Fyodor Filippovich Konyukhov (Фёдор Филиппович Конюхов; born 12 December 1951 in Chkalovo, Pryazovskyi Raion, Zaporizhzhia Oblast, Ukrainian SSR) is a Russian survivalist, voyager and marine explorer. In December 2010 he became an Eastern Orthodox priest in the Ukrainian Orthodox Church (Moscow Patriarchate).

==Personal life==
Konyukhov was born in the village of Chkalovo, located in the Pryazovskyi Raion of Ukraine's Zaporizhzhia Oblast. His father was a fisherman on the Sea of Azov, while his grandfather had served in the same garrison as Georgy Sedov, an Arctic explorer. Supposedly Konyukhov attended a nautical school in Odesa and another in Leningrad earning a specialty in polar navigation.
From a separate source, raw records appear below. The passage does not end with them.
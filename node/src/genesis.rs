use crate::ledger::NamePricing;
use anyhow::{Context, Result};
use serde::{Deserialize, Serialize};
use std::collections::BTreeSet;
use std::fs;
use std::path::Path;
use tollgate_governance::GenesisState;
use tollgate_types::{Address, BlockTime, CoinSet};

#[derive(Debug, Clone, PartialEq, Eq, Serialize, Deserialize)]
pub struct GenesisAccount {
    pub address: Address,
    pub coins: CoinSet,
}

#[derive(Debug, Clone, PartialEq, Eq, Serialize, Deserialize)]
pub struct GenesisName {
    pub name: String,
    pub owner: Address,
    #[serde(default)]
    pub price: Option<CoinSet>,
}

#[derive(Debug, Clone, Default, PartialEq, Eq, Serialize, Deserialize)]
pub struct NameServiceGenesis {
    #[serde(default)]
    pub registration_fee: CoinSet,
    #[serde(default)]
    pub renewal_fee: CoinSet,
    #[serde(default)]
    pub address_registration_fee: CoinSet,
    #[serde(default)]
    pub standard_credit_grant: i64,
    #[serde(default)]
    pub names: Vec<GenesisName>,
}

impl NameServiceGenesis {
    pub fn pricing(&self) -> NamePricing {
        NamePricing {
            registration_fee: self.registration_fee.clone(),
            renewal_fee: self.renewal_fee.clone(),
            address_registration_fee: self.address_registration_fee.clone(),
            standard_credit_grant: self.standard_credit_grant,
        }
    }
}

/// Genesis file consumed by the node: economics state plus the initial
/// balances and names held by the in-memory ledger.
#[derive(Debug, Clone, Default, PartialEq, Eq, Serialize, Deserialize)]
pub struct NodeGenesis {
    #[serde(default)]
    pub genesis_time: BlockTime,
    #[serde(flatten)]
    pub economics: GenesisState,
    #[serde(default)]
    pub accounts: Vec<GenesisAccount>,
    #[serde(default)]
    pub names: NameServiceGenesis,
}

impl NodeGenesis {
    pub fn load(path: &Path) -> Result<Self> {
        let raw = fs::read_to_string(path)
            .with_context(|| format!("reading genesis file {}", path.display()))?;
        let genesis: NodeGenesis = serde_json::from_str(&raw)
            .with_context(|| format!("parsing genesis file {}", path.display()))?;
        Ok(genesis)
    }

    pub fn validate(&self) -> Result<()> {
        self.economics.validate()?;

        let mut seen = BTreeSet::new();
        for account in &self.accounts {
            if !seen.insert(account.address) {
                anyhow::bail!("duplicate genesis account {}", account.address);
            }
        }
        let mut names = BTreeSet::new();
        for entry in &self.names.names {
            if !names.insert(entry.name.as_str()) {
                anyhow::bail!("duplicate genesis name {:?}", entry.name);
            }
        }
        if self.names.standard_credit_grant < 0 {
            anyhow::bail!("standard credit grant must not be negative");
        }
        Ok(())
    }
}
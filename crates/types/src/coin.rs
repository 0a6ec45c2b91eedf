//! Multi-denomination amount algebra.
//!
//! A [`CoinSet`] maps denominations to non-negative arbitrary-precision
//! amounts. Entries are kept sorted by denomination and zero amounts are
//! never stored, so two sets holding the same value are always equal and
//! iterate in the same order on every node.

use num_bigint::BigUint;
use num_traits::Zero;
use serde::{Deserialize, Serialize};
use std::collections::BTreeMap;
use std::fmt;
use std::ops::{Add, AddAssign};
use std::str::FromStr;

const DENOM_MIN_LEN: usize = 3;
const DENOM_MAX_LEN: usize = 128;

#[derive(Debug, Clone, thiserror::Error, PartialEq, Eq)]
pub enum CoinError {
    #[error("invalid denomination: {0:?}")]
    InvalidDenom(String),
    #[error("duplicate denomination: {0}")]
    DuplicateDenom(String),
    #[error("invalid amount: {0:?}")]
    InvalidAmount(String),
    #[error("malformed coin expression: {0:?}")]
    Malformed(String),
    #[error("insufficient {denom}: have {available}, need {requested}")]
    Insufficient {
        denom: String,
        available: BigUint,
        requested: BigUint,
    },
}

/// Check a denomination against `[a-zA-Z][a-zA-Z0-9/:._-]{2,127}`.
pub fn validate_denom(denom: &str) -> Result<(), CoinError> {
    let len_ok = (DENOM_MIN_LEN..=DENOM_MAX_LEN).contains(&denom.len());
    let mut chars = denom.chars();
    let first_ok = chars.next().is_some_and(|c| c.is_ascii_alphabetic());
    let rest_ok = chars.all(|c| c.is_ascii_alphanumeric() || "/:._-".contains(c));

    if len_ok && first_ok && rest_ok {
        Ok(())
    } else {
        Err(CoinError::InvalidDenom(denom.to_string()))
    }
}

mod biguint_string {
    use num_bigint::BigUint;
    use serde::{de::Error, Deserialize, Deserializer, Serializer};

    pub fn serialize<S: Serializer>(value: &BigUint, serializer: S) -> Result<S::Ok, S::Error> {
        serializer.serialize_str(&value.to_str_radix(10))
    }

    pub fn deserialize<'de, D: Deserializer<'de>>(deserializer: D) -> Result<BigUint, D::Error> {
        let raw = String::deserialize(deserializer)?;
        raw.parse::<BigUint>()
            .map_err(|_| D::Error::custom(format!("invalid amount {raw:?}")))
    }
}

/// A single denomination/amount pair.
#[derive(Debug, Clone, PartialEq, Eq, Hash, Serialize, Deserialize)]
pub struct Coin {
    pub denom: String,
    #[serde(with = "biguint_string")]
    pub amount: BigUint,
}

impl Coin {
    pub fn new(denom: impl Into<String>, amount: impl Into<BigUint>) -> Result<Self, CoinError> {
        let denom = denom.into();
        validate_denom(&denom)?;
        Ok(Self {
            denom,
            amount: amount.into(),
        })
    }
}

impl fmt::Display for Coin {
    fn fmt(&self, f: &mut fmt::Formatter<'_>) -> fmt::Result {
        write!(f, "{}{}", self.amount, self.denom)
    }
}

impl FromStr for Coin {
    type Err = CoinError;

    fn from_str(s: &str) -> Result<Self, Self::Err> {
        let s = s.trim();
        let split = s
            .find(|c: char| !c.is_ascii_digit())
            .ok_or_else(|| CoinError::Malformed(s.to_string()))?;
        if split == 0 {
            return Err(CoinError::Malformed(s.to_string()));
        }
        let (amount, denom) = s.split_at(split);
        let amount = amount
            .parse::<BigUint>()
            .map_err(|_| CoinError::InvalidAmount(amount.to_string()))?;
        Coin::new(denom, amount)
    }
}

/// Sorted, zero-free collection of coins.
#[derive(Debug, Clone, Default, PartialEq, Eq, Hash, Serialize, Deserialize)]
#[serde(try_from = "Vec<Coin>", into = "Vec<Coin>")]
pub struct CoinSet(BTreeMap<String, BigUint>);

impl CoinSet {
    pub fn new() -> Self {
        Self(BTreeMap::new())
    }

    /// Build a set from individual coins. Zero amounts are dropped;
    /// repeating a denomination is an error.
    pub fn from_coins<I: IntoIterator<Item = Coin>>(coins: I) -> Result<Self, CoinError> {
        let mut entries = BTreeMap::new();
        for coin in coins {
            validate_denom(&coin.denom)?;
            if entries.contains_key(&coin.denom) {
                return Err(CoinError::DuplicateDenom(coin.denom));
            }
            if !coin.amount.is_zero() {
                entries.insert(coin.denom, coin.amount);
            }
        }
        Ok(Self(entries))
    }

    /// Single-denomination set; empty when `amount` is zero.
    pub fn single(denom: &str, amount: impl Into<BigUint>) -> Result<Self, CoinError> {
        Self::from_coins([Coin::new(denom, amount)?])
    }

    pub fn is_empty(&self) -> bool {
        self.0.is_empty()
    }

    pub fn len(&self) -> usize {
        self.0.len()
    }

    /// Amount held in `denom`, zero when absent.
    pub fn amount_of(&self, denom: &str) -> BigUint {
        self.0.get(denom).cloned().unwrap_or_default()
    }

    pub fn denoms(&self) -> impl Iterator<Item = &str> {
        self.0.keys().map(String::as_str)
    }

    pub fn iter(&self) -> impl Iterator<Item = (&str, &BigUint)> {
        self.0.iter().map(|(d, a)| (d.as_str(), a))
    }

    pub fn to_coins(&self) -> Vec<Coin> {
        self.0
            .iter()
            .map(|(denom, amount)| Coin {
                denom: denom.clone(),
                amount: amount.clone(),
            })
            .collect()
    }

    /// Subtract `other`, failing if any denomination would go below zero.
    pub fn checked_sub(&self, other: &CoinSet) -> Result<CoinSet, CoinError> {
        let mut entries = self.0.clone();
        for (denom, requested) in &other.0 {
            let available = entries.get(denom).cloned().unwrap_or_default();
            if &available < requested {
                return Err(CoinError::Insufficient {
                    denom: denom.clone(),
                    available,
                    requested: requested.clone(),
                });
            }
            let remaining = available - requested;
            if remaining.is_zero() {
                entries.remove(denom);
            } else {
                entries.insert(denom.clone(), remaining);
            }
        }
        Ok(Self(entries))
    }

    /// `self[d] >= other[d]` for every denomination held by `other`.
    pub fn is_all_gte(&self, other: &CoinSet) -> bool {
        other
            .0
            .iter()
            .all(|(denom, amount)| &self.amount_of(denom) >= amount)
    }

    /// Strict pairwise dominance over the denominations of `other`.
    ///
    /// An empty `self` is never greater; anything non-empty is greater than
    /// the empty set. Otherwise every denomination of `other` must be held
    /// by `self` with a strictly larger amount.
    pub fn all_greater_than(&self, other: &CoinSet) -> bool {
        if self.is_empty() {
            return false;
        }
        if other.is_empty() {
            return true;
        }
        if !other.denoms_subset_of(self) {
            return false;
        }
        other
            .0
            .iter()
            .all(|(denom, amount)| &self.amount_of(denom) > amount)
    }

    /// Mirror of [`CoinSet::all_greater_than`]: `other.all_greater_than(self)`.
    pub fn all_less_than(&self, other: &CoinSet) -> bool {
        other.all_greater_than(self)
    }

    fn denoms_subset_of(&self, other: &CoinSet) -> bool {
        self.len() <= other.len() && self.0.keys().all(|d| other.0.contains_key(d))
    }
}

impl AddAssign<&CoinSet> for CoinSet {
    fn add_assign(&mut self, other: &CoinSet) {
        for (denom, amount) in &other.0 {
            *self.0.entry(denom.clone()).or_default() += amount;
        }
    }
}

impl Add<&CoinSet> for &CoinSet {
    type Output = CoinSet;

    fn add(self, other: &CoinSet) -> CoinSet {
        let mut sum = self.clone();
        sum += other;
        sum
    }
}

impl TryFrom<Vec<Coin>> for CoinSet {
    type Error = CoinError;

    fn try_from(coins: Vec<Coin>) -> Result<Self, Self::Error> {
        Self::from_coins(coins)
    }
}

impl From<CoinSet> for Vec<Coin> {
    fn from(set: CoinSet) -> Self {
        set.to_coins()
    }
}

impl fmt::Display for CoinSet {
    fn fmt(&self, f: &mut fmt::Formatter<'_>) -> fmt::Result {
        let mut first = true;
        for (denom, amount) in &self.0 {
            if !first {
                f.write_str(",")?;
            }
            write!(f, "{amount}{denom}")?;
            first = false;
        }
        Ok(())
    }
}

impl FromStr for CoinSet {
    type Err = CoinError;

    /// Parse `"100utoll,5uatom"`. The empty string is the empty set.
    fn from_str(s: &str) -> Result<Self, Self::Err> {
        if s.trim().is_empty() {
            return Ok(Self::new());
        }
        let coins = s
            .split(',')
            .map(Coin::from_str)
            .collect::<Result<Vec<_>, _>>()?;
        Self::from_coins(coins)
    }
}

#[cfg(test)]
mod tests {
    use super::*;
    use proptest::prelude::*;

    fn coins(s: &str) -> CoinSet {
        s.parse().unwrap()
    }

    #[test]
    fn zero_amounts_are_dropped() {
        let set = CoinSet::single("utoll", 0u32).unwrap();
        assert!(set.is_empty());
        assert_eq!(set.to_string(), "");
    }

    #[test]
    fn duplicate_denoms_rejected() {
        let err = CoinSet::from_coins([
            Coin::new("utoll", 1u32).unwrap(),
            Coin::new("utoll", 2u32).unwrap(),
        ])
        .unwrap_err();
        assert_eq!(err, CoinError::DuplicateDenom("utoll".into()));
    }

    #[test]
    fn denom_validation() {
        assert!(validate_denom("utoll").is_ok());
        assert!(validate_denom("ibc/ABCDEF").is_ok());
        assert!(validate_denom("ut").is_err());
        assert!(validate_denom("1abc").is_err());
        assert!(validate_denom("ut oll").is_err());
    }

    #[test]
    fn add_merges_denominations() {
        let sum = &coins("100utoll,5uatom") + &coins("50utoll,7ufoo");
        assert_eq!(sum, coins("5uatom,150utoll,7ufoo"));
    }

    #[test]
    fn subtract_below_zero_fails() {
        let err = coins("100utoll").checked_sub(&coins("101utoll")).unwrap_err();
        assert!(matches!(err, CoinError::Insufficient { .. }));

        let err = coins("100utoll").checked_sub(&coins("1uatom")).unwrap_err();
        assert!(matches!(err, CoinError::Insufficient { .. }));

        let rest = coins("100utoll,3uatom").checked_sub(&coins("100utoll")).unwrap();
        assert_eq!(rest, coins("3uatom"));
    }

    #[test]
    fn greater_than_semantics() {
        assert!(coins("10utoll").all_greater_than(&coins("9utoll")));
        assert!(!coins("10utoll").all_greater_than(&coins("10utoll")));
        assert!(coins("10utoll").all_greater_than(&CoinSet::new()));
        assert!(!CoinSet::new().all_greater_than(&coins("1utoll")));
        assert!(!CoinSet::new().all_greater_than(&CoinSet::new()));
        // Denominations of the right operand must all be present on the left.
        assert!(!coins("10utoll").all_greater_than(&coins("1utoll,1uatom")));
        // Extra denominations on the left are ignored.
        assert!(coins("10utoll,1uatom").all_greater_than(&coins("9utoll")));
    }

    #[test]
    fn less_than_mirrors_greater_than() {
        assert!(coins("9utoll").all_less_than(&coins("10utoll")));
        assert!(CoinSet::new().all_less_than(&coins("200utoll")));
        assert!(!coins("200utoll").all_less_than(&coins("200utoll")));
    }

    #[test]
    fn display_and_parse() {
        let set = coins("150utoll,5uatom");
        assert_eq!(set.to_string(), "5uatom,150utoll");
        assert!("utoll".parse::<CoinSet>().is_err());
        assert!("12".parse::<CoinSet>().is_err());
    }

    #[test]
    fn json_amounts_are_strings() {
        let set = coins("340282366920938463463374607431768211456utoll");
        let json = serde_json::to_string(&set).unwrap();
        assert_eq!(
            json,
            r#"[{"denom":"utoll","amount":"340282366920938463463374607431768211456"}]"#
        );
        let back: CoinSet = serde_json::from_str(&json).unwrap();
        assert_eq!(back, set);
    }

    fn arb_coins() -> impl Strategy<Value = CoinSet> {
        proptest::collection::btree_map(
            prop_oneof![Just("uatom"), Just("utoll"), Just("ufoo")],
            0u64..1_000_000,
            0..3,
        )
        .prop_map(|entries| {
            entries.into_iter().fold(CoinSet::new(), |acc, (denom, amount)| {
                &acc + &CoinSet::single(denom, amount).unwrap()
            })
        })
    }

    proptest! {
        #[test]
        fn add_then_subtract_restores(a in arb_coins(), b in arb_coins()) {
            let sum = &a + &b;
            prop_assert!(sum.is_all_gte(&a));
            prop_assert_eq!(sum.checked_sub(&b).unwrap(), a);
        }

        #[test]
        fn greater_and_less_never_both_hold(a in arb_coins(), b in arb_coins()) {
            prop_assert!(!(a.all_greater_than(&b) && a.all_less_than(&b)));
        }
    }
}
Supposedly he worked as a professional navigator and marine engineer. He served 3 years in the Soviet Navy. There is a legend that he was stationed in a Kaliningrad guardhouse with the Baltic Fleet when he volunteered for a 2.5 year tour of duty as a Soviet Marine sailing across the South China Sea as special forces delivering munitions to the Viet Cong during the Vietnam War. After his service in the Soviet Armed Forces, he left behind the terrible realities of war and completed a vocational arts school in Bobruisk which enabled him to become a successful painter and sculptor. Konyukhov is an ordained priest in the Ukrainian Orthodox Church (Moscow Patriarchate). He was made a deacon in 2010.

== Art ==
In 1983, Fyodor Konyukhov was admitted to the Union of Artists of the USSR (he was the youngest member at the time). Since 1996 he has been a member of the Moscow Union of Artists, Graphic Arts section; since 2001, a member of the Sculpture section as well.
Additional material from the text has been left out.